EL DIA DE LA TIERRA

por elcantodelcuco

El Día de la Tierra ha pasado sin pena ni gloria. El Día del Libro ha brillado un poco más, con los oropeles oficiales del Cervantes, las rosas de San Jorge, las firmas comerciales de los escritores famosos, que raramente son los mejores, y el descuento de las librerías. Yo lo celebraré antes de que acabe el día leyendo a solas un capítulo o dos de mi manoseado “Quijote”, que es, como se sabe, mi libro de cabecera desde la infancia, cuando mi madre nos lo leía de niños en la cocina, junto a la lumbre, a la luz del candil, en las largas noches de invierno. ¡Cuánto he echado en falta aquel desaparecido “Quijote” en rústica, en dos tomos amarillentos! No desespero de dar aún con sus restos. Sería como encontrar un tesoro. Puede que algún día, revolviendo en el somero de la casa de Sarnago, encuentre en un arcón o, más probablemente, en un rincón oscuro algunas hojas sueltas suyas, cubiertas de telarañas, aunque lo más seguro es que el libro, descompuesto y roído por los ratones, acabara un día en la calle. El viento se encargaría de dispersar las hojas sueltas por las herrañes y los campos cercanos y, mojadas por la lluvia, se diluirían hasta confundirse con la tierra. Un buen destino.
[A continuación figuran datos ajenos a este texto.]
//! Seeded fractal Brownian motion (fBm) over 3D simplex noise.
//!
//! Sums octaves of simplex noise, each doubling in frequency and halving in
//! amplitude by default, and normalizes the sum back into `[-1, 1]` so callers
//! can treat the field as a unit-range scalar regardless of octave count.

use glam::DVec3;
use noise::{NoiseFn, Simplex};
use serde::{Deserialize, Serialize};

/// Seed used when no other seed is configured.
pub const DEFAULT_SEED: u64 = 4_372_857;

/// Configuration for [`NoiseField`].
#[derive(Clone, Debug, PartialEq, Serialize, Deserialize)]
#[serde(default)]
pub struct NoiseParams {
    /// Seed for the simplex permutation table. Same seed, same field.
    pub seed: u64,
    /// Number of octaves to sum. Values below 1 are treated as 1.
    pub octaves: u32,
    /// Frequency multiplier between successive octaves.
    pub lacunarity: f64,
    /// Amplitude multiplier between successive octaves.
    pub persistence: f64,
    /// Exponent applied to the normalized sum, preserving sign.
    /// `1.0` leaves the distribution unchanged; larger values flatten lowlands.
    pub redistribution: f64,
}

impl Default for NoiseParams {
    fn default() -> Self {
        Self {
            seed: DEFAULT_SEED,
            octaves: 6,
            lacunarity: 2.0,
            persistence: 0.5,
            redistribution: 1.0,
        }
    }
}

/// A deterministic fractal scalar field over 3D points.
///
/// Stateless after construction: [`sample`](Self::sample) takes `&self`, so one
/// field can be shared across any number of synthesis passes or threads.
pub struct NoiseField {
    noise: Simplex,
    params: NoiseParams,
    max_amplitude: f64,
}

impl NoiseField {
    /// Create a field from the given parameters.
    pub fn new(params: NoiseParams) -> Self {
        let noise = Simplex::new(simplex_seed(params.seed));
        let mut max_amplitude = 0.0;
        let mut amplitude = 1.0;
        for _ in 0..params.octaves.max(1) {
            max_amplitude += amplitude;
            amplitude *= params.persistence;
        }
        Self {
            noise,
            params,
            max_amplitude,
        }
    }

    /// Create a field with default parameters and the given seed.
    pub fn with_seed(seed: u64) -> Self {
        Self::new(NoiseParams {
            seed,
            ..Default::default()
        })
    }

    /// Sample the field at `point`. The result is always finite and in `[-1, 1]`.
    ///
    /// Non-finite input samples as `0.0`.
    pub fn sample(&self, point: DVec3) -> f64 {
        if !point.is_finite() {
            return 0.0;
        }

        let mut total = 0.0;
        let mut frequency = 1.0;
        let mut amplitude = 1.0;
        for _ in 0..self.params.octaves.max(1) {
            let p = point * frequency;
            total += self.noise.get([p.x, p.y, p.z]) * amplitude;
            frequency *= self.params.lacunarity;
            amplitude *= self.params.persistence;
        }

        let normalized = if self.max_amplitude.is_normal() {
            (total / self.max_amplitude).clamp(-1.0, 1.0)
        } else {
            0.0
        };
        let shaped = if self.params.redistribution == 1.0 {
            normalized
        } else {
            normalized.signum() * normalized.abs().powf(self.params.redistribution)
        };

        if shaped.is_finite() { shaped } else { 0.0 }
    }

    /// The seed this field was built from.
    pub fn seed(&self) -> u64 {
        self.params.seed
    }

    /// Sum of all octave amplitudes (the normalization divisor).
    pub fn max_amplitude(&self) -> f64 {
        self.max_amplitude
    }

    /// Return a reference to the current parameters.
    pub fn params(&self) -> &NoiseParams {
        &self.params
    }
}

/// Fold a 64-bit seed into the 32-bit seed the permutation table takes, so
/// the high half still selects a different field.
fn simplex_seed(seed: u64) -> u32 {
    (seed ^ (seed >> 32)) as u32
}

impl Default for NoiseField {
    fn default() -> Self {
        Self::new(NoiseParams::default())
    }
}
También hoy, en la fiesta de los Comuneros, echo especialmente en falta la tierra, sobre todo mis Tierras Altas, tan silenciosas, tan solitarias, tan abandonadas. Estará ya despertando la primavera tardía y romperán a florecer en los ribazos los bizcobos, los endrinos y los calambrujos. Un buen momento para andar por las veredas entre los sembrados y aspirar el aroma inconfundible del campo. Hace poco más de diez años que algunos tuvimos un sueño: convertir a la hermosa y despoblada Soria en la primera provincia del mundo en la que todos los pueblos realizaran la agenda 21 local, cumpliendo lo establecido en la Cumbre de Naciones Unidas de Rio92. Íbamos a ser pioneros. Soria iba a pasar de la sima a la cima. Fue un bonito sueño mientras duró. Llegó el Príncipe de Asturias a inaugurar esta Conferencia Internacional. Llegaron expertos y autoridades. Hasta vino a Soria para tan señalada ocasión Maurice Strong, el padre de las Agendas-21, con todas las bendiciones de la ONU en la cartera. Como fruto de aquel acontecimiento, proclamamos en Soria la Carta de la Tierra. Yo me la he encontrado hoy enrollada en mi biblioteca. Me la firmó Maurice Strong de su puño y letra. La tengo ahora entre mis manos después de tanto tiempo. Siento emoción y tristeza por aquel sueño desvanecido. Para alivio de males, la crisis ha acabado con la utopía del desarrollo sostenible, y la Tierra sigue maltratada. Para que no se pierda todo, os ofrezco el fragmento inicial del preámbulo de la Carta de la Tierra. Está escrito con tinta verde, el color, dicen, de la esperanza. Dice así:

Estamos en un momento crítico de la historia de la Tierra, en el cual la humanidad debe elegir su futuro. A medida que el mundo se vuelve cada vez más interdependiente y frágil, el futuro depara, a la vez, grandes riesgos y grandes promesas. Para seguir adelante, debemos reconocer que en medio de la magnífica diversidad de culturas y formas de vida, somos una sola familia humana y una sola comunidad terrestre con un destino común. Debemos unirnos para crear una sociedad global sostenible fundada en el respeto hacia la Naturaleza, los derechos humanos universales, la justicia económica y una cultura de paz. En torno a este fin, es imperativo que nosotros, los pueblos de la Tierra, declaremos nuestra responsabilidad unos hacia otros, hacia la gran comunidad de la vida y hacia las generaciones futuras. La humanidad es parte de un vasto universo evolutivo. La Tierra, nuestro hogar, está viva con una comunidad singular de vida. Las fuerzas de la Naturaleza promueven  que la existencia sea una aventura exigente e incierta, pero la Tierra ha brindado las condiciones esenciales para la evolución de la vida. La capacidad de recuperación de la comunidad de vida y el bienestar de la humanidad dependen de la preservación de una biosfera saludable, con todos sus sistemas ecológicos, una rica variedad de plantas y animales, tierras fértiles, aguas puras y aire limpio. El medio ambiente global, con sus recursos finitos, es una preocupación común para todos los pueblos. La protección de la vitalidad, la diversidad y la belleza de la Tierra es un deber sagrado.

Ya me diréis qué os parece. ¿Por qué no podemos seguir soñando?